Market research firm Trendforce backs up this confident outlook. The firm expects conventional contract prices for memory chips to keep surging. These prices have already doubled during the first quarter. Now, researchers forecast that they will climb another 58.0% to 63.0% between April and June. To protect against future market swings, Samsung co-CEO Jun Young-hyun told shareholders the company now works with major clients to sign long-term contracts lasting 3 to 5 years.
While the memory chip division brings in massive piles of cash, other parts of the Samsung empire struggle to stay afloat. Analysts expect the contract chip manufacturing business to lose money this quarter. This specific division competes directly with rival TSMC. However, the manufacturing team recently secured a helpful partnership with Nvidia to build new artificial intelligence processors, which could improve future earnings.
The consumer electronics side of the business faces a tough road ahead. The smartphone and flat-screen divisions will likely see their profits slump by about 50.0% in the first quarter. Kiwoom Securities blames this drop on fierce market competition and rising costs of memory components. Building a phone simply costs more money today than it did a year ago.

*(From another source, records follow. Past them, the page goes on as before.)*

// =============================================================================
// Bollinger Bands — SMA midline with k-sigma envelopes
// =============================================================================

use super::ma::sma;
use super::spread::stdev;

/// Conventional band parameters.
pub const DEFAULT_BOLLINGER_WINDOW: usize = 20;
pub const DEFAULT_BOLLINGER_K: f64 = 2.0;

/// `(upper, middle, lower)` bands over the newest `window` closes.
///
/// Returns `None` on insufficient data or a non-positive `k`.
pub fn bollinger(prices: &[f64], window: usize, k: f64) -> Option<(f64, f64, f64)> {
    if k <= 0.0 {
        return None;
    }
    let middle = sma(prices, window)?;
    let sd = stdev(prices, window)?;

    let upper = middle + k * sd;
    let lower = middle - k * sd;
    (upper.is_finite() && lower.is_finite()).then_some((upper, middle, lower))
}

// =============================================================================
// Tests
// =============================================================================
#[cfg(test)]
mod tests {
    use super::*;

    #[test]
    fn constant_series_collapses_to_the_midline() {
        let prices = [50.0; 25];
        let (upper, middle, lower) = bollinger(&prices, DEFAULT_BOLLINGER_WINDOW, DEFAULT_BOLLINGER_K).unwrap();
        assert_eq!(middle, 50.0);
        assert_eq!(upper, 50.0);
        assert_eq!(lower, 50.0);
    }

    #[test]
    fn bands_are_symmetric_around_the_midline() {
        let prices: Vec<f64> = (1..=30).map(|x| (x as f64).sin() * 3.0 + 100.0).collect();
        let (upper, middle, lower) = bollinger(&prices, 20, 2.0).unwrap();
        assert!((upper - middle - (middle - lower)).abs() < 1e-9);
        assert!(upper > middle && middle > lower);
    }

    #[test]
    fn insufficient_data_is_none() {
        assert_eq!(bollinger(&[1.0; 10], 20, 2.0), None);
    }

    #[test]
    fn non_positive_k_is_none() {
        assert_eq!(bollinger(&[1.0; 25], 20, 0.0), None);
        assert_eq!(bollinger(&[1.0; 25], 20, -1.0), None);
    }
}
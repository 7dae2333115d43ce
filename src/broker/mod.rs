// =============================================================================
// Broker port — paper-trading operations the engine depends on
// =============================================================================
//
// The executor, failure handler, and reconciler all talk to this trait; the
// REST client in `client.rs` is the production implementation and tests
// substitute scripted stubs. Monetary fields cross the wire as strings and
// deserialize straight into `Decimal`.
// =============================================================================

pub mod client;

use async_trait::async_trait;
use rust_decimal::Decimal;
use serde::{Deserialize, Serialize};

use crate::error::Result;
use crate::types::{OrderSide, OrderState};

pub use client::{AuthToken, BrokerClient, TokenRefresher};

// ---------------------------------------------------------------------------
// Wire types
// ---------------------------------------------------------------------------

/// Account snapshot.
#[derive(Debug, Clone, Serialize, Deserialize)]
pub struct Account {
    #[serde(with = "rust_decimal::serde::str")]
    pub equity: Decimal,
    #[serde(with = "rust_decimal::serde::str")]
    pub cash: Decimal,
    #[serde(with = "rust_decimal::serde::str")]
    pub buying_power: Decimal,
    #[serde(default)]
    pub pattern_day_trader: bool,
    #[serde(default)]
    pub trading_blocked: bool,
    #[serde(default)]
    pub account_blocked: bool,
    #[serde(default)]
    pub fractional_trading: bool,
}

impl Account {
    /// The account can accept orders at all.
    pub fn can_trade(&self) -> bool {
        !self.trading_blocked && !self.account_blocked
    }
}

/// One position as the broker sees it.
#[derive(Debug, Clone, Serialize, Deserialize)]
pub struct BrokerPosition {
    pub symbol: String,
    #[serde(with = "rust_decimal::serde::str")]
    pub qty: Decimal,
    #[serde(with = "rust_decimal::serde::str")]
    pub avg_entry_price: Decimal,
    #[serde(with = "rust_decimal::serde::str")]
    pub current_price: Decimal,
    #[serde(with = "rust_decimal::serde::str")]
    pub market_value: Decimal,
    #[serde(with = "rust_decimal::serde::str")]
    pub unrealized_pl: Decimal,
}

/// Order snapshot returned by submission and polling.
#[derive(Debug, Clone, Serialize, Deserialize)]
pub struct BrokerOrder {
    pub id: String,
    #[serde(default)]
    pub client_order_id: String,
    pub symbol: String,
    #[serde(with = "rust_decimal::serde::str")]
    pub qty: Decimal,
    #[serde(default, with = "rust_decimal::serde::str_option")]
    pub filled_qty: Option<Decimal>,
    #[serde(default, with = "rust_decimal::serde::str_option")]
    pub filled_avg_price: Option<Decimal>,
    pub side: String,
    pub status: String,
}

impl BrokerOrder {
    /// Map the broker's status vocabulary onto local order states.
    pub fn state(&self) -> OrderState {
        match self.status.as_str() {
            "filled" => OrderState::Filled,
            "partially_filled" => OrderState::Partial,
            "canceled" | "cancelled" => OrderState::Cancelled,
            "rejected" => OrderState::Rejected,
            "expired" | "stopped" | "suspended" => OrderState::Failed,
            // new / accepted / pending_new / accepted_for_bidding ...
            _ => OrderState::Pending,
        }
    }
}

/// Parameters for a new order.
#[derive(Debug, Clone, Serialize)]
pub struct OrderRequest {
    pub symbol: String,
    pub qty: Decimal,
    pub side: OrderSide,
    #[serde(rename = "type")]
    pub order_type: String,
    pub time_in_force: String,
    #[serde(skip_serializing_if = "Option::is_none")]
    pub limit_price: Option<Decimal>,
    #[serde(skip_serializing_if = "Option::is_none")]
    pub stop_price: Option<Decimal>,
    #[serde(skip_serializing_if = "Option::is_none")]
    pub client_order_id: Option<String>,
}

impl OrderRequest {
    /// Day market order, the planner's default.
    pub fn market(symbol: impl Into<String>, qty: Decimal, side: OrderSide) -> Self {
        Self {
            symbol: symbol.into(),
            qty,
            side,
            order_type: "market".into(),
            time_in_force: "day".into(),
            limit_price: None,
            stop_price: None,
            client_order_id: None,
        }
    }

    pub fn with_client_id(mut self, id: impl Into<String>) -> Self {
        self.client_order_id = Some(id.into());
        self
    }
}

// ---------------------------------------------------------------------------
// Port
// ---------------------------------------------------------------------------

/// Paper-broker operations. Implementations must be safe to share across
/// workers.
#[async_trait]
pub trait BrokerPort: Send + Sync {
    async fn account(&self) -> Result<Account>;
    async fn list_positions(&self) -> Result<Vec<BrokerPosition>>;
    async fn submit_order(&self, request: &OrderRequest) -> Result<BrokerOrder>;
    async fn get_order(&self, id: &str) -> Result<BrokerOrder>;
    async fn cancel_order(&self, id: &str) -> Result<()>;
    async fn cancel_all_orders(&self) -> Result<()>;
    async fn close_position(&self, symbol: &str) -> Result<BrokerOrder>;
    async fn close_all_positions(&self) -> Result<Vec<BrokerOrder>>;
}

Samsung executives also must deal with growing unrest inside their own factories. The company faces rising wage costs as local labor unions in South Korea demand better pay. The workers called for a complete revamp of the corporate bonus scheme. If the company refuses to meet its demands, the union leaders threaten to launch a massive strike by workers in May. Samsung must navigate these labor disputes carefully to keep its highly profitable chip factories running at full speed.